In closing, there is much to be enthusiastic about with KemPharm. With the end-of-review meeting for Apadaz complete, we now believe there are options available that could provide a potential pass-forward for an Apadaz product label that could include abuse-deterrent claim. Additionally, we possess a deep and differentiated pipeline highlighted by KP201/IR, KP511/ER, and KP415. These programs should provide immediate and long-term value, building opportunities for KemPharm. And we are orienting our financial and R&D resources to ensure their success. Overall, KemPharm remains well-capitalized to advance its full pipeline of products, and we welcome the opportunity to keep investors fully informed of our clinical, regulatory, operational, and financial activity.
With that, I will turn the call over to LaDuane, who will review our second quarter financials. LaDuane?
Thank you, Travis, and good morning everyone. Just a quick review of our financials for Q2, we reported net income of $9.8 million or $0.59 per basic share. That was driven solely by a $20.8 million decrease in the fair value of our derivatives and warrant liability. Our operating loss for Q2 was $9.3 million, versus $6 million in the same quarter of 2015. The increase in the operating loss compared to Q2 of 2015 was driven by a $2.2 million increase in R&D spending related to KP511 and KP415, and a $1.1 million increase in G&A expenses due to increased headcount and commercial activities during the quarter. Total cash, as of June 30, was $102.6 million, which was a decrease of $8.4 million from March 31.
We remain well-positioned with resources to support our ongoing development efforts that Travis has outlined, and so we look forward to continuing to allocate those resources judiciously.
And so with that, I will turn the call back over to Travis.
Thank you, LaDuane. Again, I appreciate your time this morning. And now I'd like to open it up for any questions that you may have.
Thank you. [Operator Instructions] Our first question comes from the line of Randall Stanicky with RBC Capital Markets. Your line is open. Please go ahead.
Great, thanks. This is Aishwarya [ph] on for Randall, thanks for taking my question. So just to clarify, given the issue with CRL, can we take this to mean that both you and the FDA are in agreement over what the label could look like. And if so, can we get a little bit more color around the type of abuse-deterrent language you see potentially [ph] on the label? And I just have a quick follow-up after that.
Hi. The first part of your question about the agreement between what the company and FDA could agree on a label, we are in agreement on everything except for the abuse-deterrent claims, as I stated on the call. And the second part of your question, I can't really give you any details there because we don't know where the different options lie. We know that there are several options, and we continue to explore those with the FDA.

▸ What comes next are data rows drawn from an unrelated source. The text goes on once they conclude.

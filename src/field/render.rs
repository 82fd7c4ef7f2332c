use bevy::prelude::*;
use bevy::window::PrimaryWindow;

use super::config::DisplaySettings;
use super::lifecycle::FieldSet;
use super::surface::{DrawList, Surface};
use super::FieldState;

/// On-screen presentation of the recorded frame, plus the mount toggle key.
pub struct FieldRenderPlugin;

impl Plugin for FieldRenderPlugin {
    fn build(&self, app: &mut App) {
        app.init_resource::<DisplaySettings>()
            .init_resource::<TrailState>()
            .add_systems(Startup, spawn_backdrop_camera)
            .add_systems(
                Update,
                (
                    toggle_field,
                    apply_line_width,
                    present_frame.after(FieldSet::Animate),
                ),
            );
    }
}

/// Camera that draws the field behind every other camera.
#[derive(Component)]
pub struct BackdropCamera;

/// What the canvas still shows of earlier frames.
///
/// Each frame paints a translucent fill over the last one, so the background
/// converges on the fill colour and the previous frame's stars linger at
/// `1 - fill alpha` of their brightness.
#[derive(Resource, Debug, Clone)]
pub struct TrailState {
    /// Accumulated background, before the display filter.
    pub background: Color,
    pub previous: DrawList,
}

impl Default for TrailState {
    fn default() -> Self {
        Self {
            background: DisplaySettings::default().backdrop,
            previous: DrawList::default(),
        }
    }
}

/// Maps canvas coordinates (top-left origin, y down) onto a 2D camera centred
/// on a surface of `size` (y up).
pub fn canvas_to_world(point: Vec2, size: Vec2) -> Vec2 {
    Vec2::new(point.x - size.x / 2.0, size.y / 2.0 - point.y)
}

/// `over` painted with its own alpha on top of an opaque `base`.
pub fn composite(base: Color, over: Color) -> Color {
    let alpha = over.alpha().clamp(0.0, 1.0);
    let base = base.to_srgba();
    let over = over.to_srgba().with_alpha(1.0);
    Color::from(base.mix(&over, alpha))
}

/// CSS `contrast(c) brightness(b)` on the colour channels; alpha is kept.
pub fn apply_filter(color: Color, contrast: f32, brightness: f32) -> Color {
    let srgba = color.to_srgba();
    let channel = |v: f32| (((v - 0.5) * contrast + 0.5).clamp(0.0, 1.0) * brightness).clamp(0.0, 1.0);
    Color::srgba(channel(srgba.red), channel(srgba.green), channel(srgba.blue), srgba.alpha)
}

fn clamp_alpha(color: Color) -> Color {
    color.with_alpha(color.alpha().clamp(0.0, 1.0))
}

fn spawn_backdrop_camera(mut commands: Commands, settings: Res<DisplaySettings>) {
    commands.spawn((
        Camera2d,
        Camera {
            order: -1,
            clear_color: ClearColorConfig::Custom(apply_filter(
                settings.backdrop,
                settings.contrast,
                settings.brightness,
            )),
            ..default()
        },
        BackdropCamera,
    ));
}

/// Draws canvas-space primitives with gizmos through a camera centred on the
/// window. A full-surface fill is composited into the background colour.
pub struct GizmoSurface<'a, 'w, 's> {
    gizmos: &'a mut Gizmos<'w, 's>,
    size: Vec2,
    background: Color,
    settings: &'a DisplaySettings,
}

impl<'a, 'w, 's> GizmoSurface<'a, 'w, 's> {
    pub fn new(
        gizmos: &'a mut Gizmos<'w, 's>,
        size: Vec2,
        background: Color,
        settings: &'a DisplaySettings,
    ) -> Self {
        Self {
            gizmos,
            size,
            background,
            settings,
        }
    }

    pub fn background(&self) -> Color {
        self.background
    }

    fn paint(&self, color: Color) -> Color {
        apply_filter(clamp_alpha(color), self.settings.contrast, self.settings.brightness)
    }
}

impl Surface for GizmoSurface<'_, '_, '_> {
    fn fill_rect(&mut self, origin: Vec2, size: Vec2, color: Color) {
        if origin == Vec2::ZERO && size.cmpge(self.size).all() {
            self.background = composite(self.background, color);
            return;
        }
        let center = canvas_to_world(origin + size / 2.0, self.size);
        let color = self.paint(color);
        self.gizmos.rect_2d(center, size, color);
    }

    fn fill_circle(&mut self, center: Vec2, radius: f32, color: Color) {
        if !self.settings.show_stars {
            return;
        }
        let center = canvas_to_world(center, self.size);
        let color = self.paint(color);
        self.gizmos.circle_2d(center, radius, color);
    }

    fn stroke_line(&mut self, from: Vec2, to: Vec2, color: Color) {
        if !self.settings.show_constellations {
            return;
        }
        let (from, to) = (canvas_to_world(from, self.size), canvas_to_world(to, self.size));
        let color = self.paint(color);
        self.gizmos.line_2d(from, to, color);
    }
}

/// Replays the last frame, faded, then the current one, and sets the clear colour
pub(super) fn present_frame(
    draw_list: Res<DrawList>,
    settings: Res<DisplaySettings>,
    mut trail: ResMut<TrailState>,
    windows: Query<&Window, With<PrimaryWindow>>,
    mut cameras: Query<&mut Camera, With<BackdropCamera>>,
    mut gizmos: Gizmos,
) {
    let Ok(window) = windows.single() else { return };
    let Ok(mut camera) = cameras.single_mut() else { return };

    if draw_list.is_empty() {
        // Unmounted: back to the bare backdrop.
        trail.background = settings.backdrop;
        trail.previous.clear();
    } else {
        let size = Vec2::new(window.width(), window.height());
        let keep = 1.0 - draw_list.fill_alpha().unwrap_or(1.0).clamp(0.0, 1.0);
        let mut surface = GizmoSurface::new(&mut gizmos, size, trail.background, &settings);
        trail.previous.faded(keep).replay(&mut surface);
        draw_list.replay(&mut surface);
        trail.background = surface.background();
        trail.previous = draw_list.clone();
    }

    camera.clear_color = ClearColorConfig::Custom(apply_filter(
        trail.background,
        settings.contrast,
        settings.brightness,
    ));
}

/// Applies the configured gizmo line width whenever the settings change
pub(super) fn apply_line_width(settings: Res<DisplaySettings>, mut config_store: ResMut<GizmoConfigStore>) {
    if !settings.is_changed() {
        return;
    }
    let (config, _) = config_store.config_mut::<DefaultGizmoConfigGroup>();
    config.line.width = settings.line_width;
}

/// Mounts or unmounts the field when the configured key is pressed
pub(super) fn toggle_field(
    keys: Res<ButtonInput<KeyCode>>,
    settings: Res<DisplaySettings>,
    state: Res<State<FieldState>>,
    mut next_state: ResMut<NextState<FieldState>>,
) {
    if !keys.just_pressed(settings.key_toggle_field) {
        return;
    }
    let next = match state.get() {
        FieldState::Mounted => FieldState::Unmounted,
        FieldState::Unmounted => FieldState::Mounted,
    };
    info!("Toggling star field: {:?} -> {:?}", state.get(), next);
    next_state.set(next);
}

Okay. And what's the potential timeline that you guys are expecting for a CRL resolution; will it be a Class 1 or Class 2 resubmission?
Again, that's one of the options that we're exploring. There's certainly a number of different paths we can take, some more formal and some less formal. Many of those don't have bound timeline. So, I can't really give you any insight as to how long that may take.
Okay, got it. Thank you.
Thank you. [Operator Instructions]
And I'm showing no additional questions. At this time, I'd like to turn the call back over to Travis Mickle, President and CEO, for any closing remarks.
I appreciate everyone's time for being on the call this morning again. And look forward to updating you on the continued progress of our products and our pipeline, as well as any developments that may occur with Apadaz. Thanks again.
Ladies and gentlemen, thank you for participating in today's conference. This does conclude today's program. You may all disconnect. Everyone have a great day.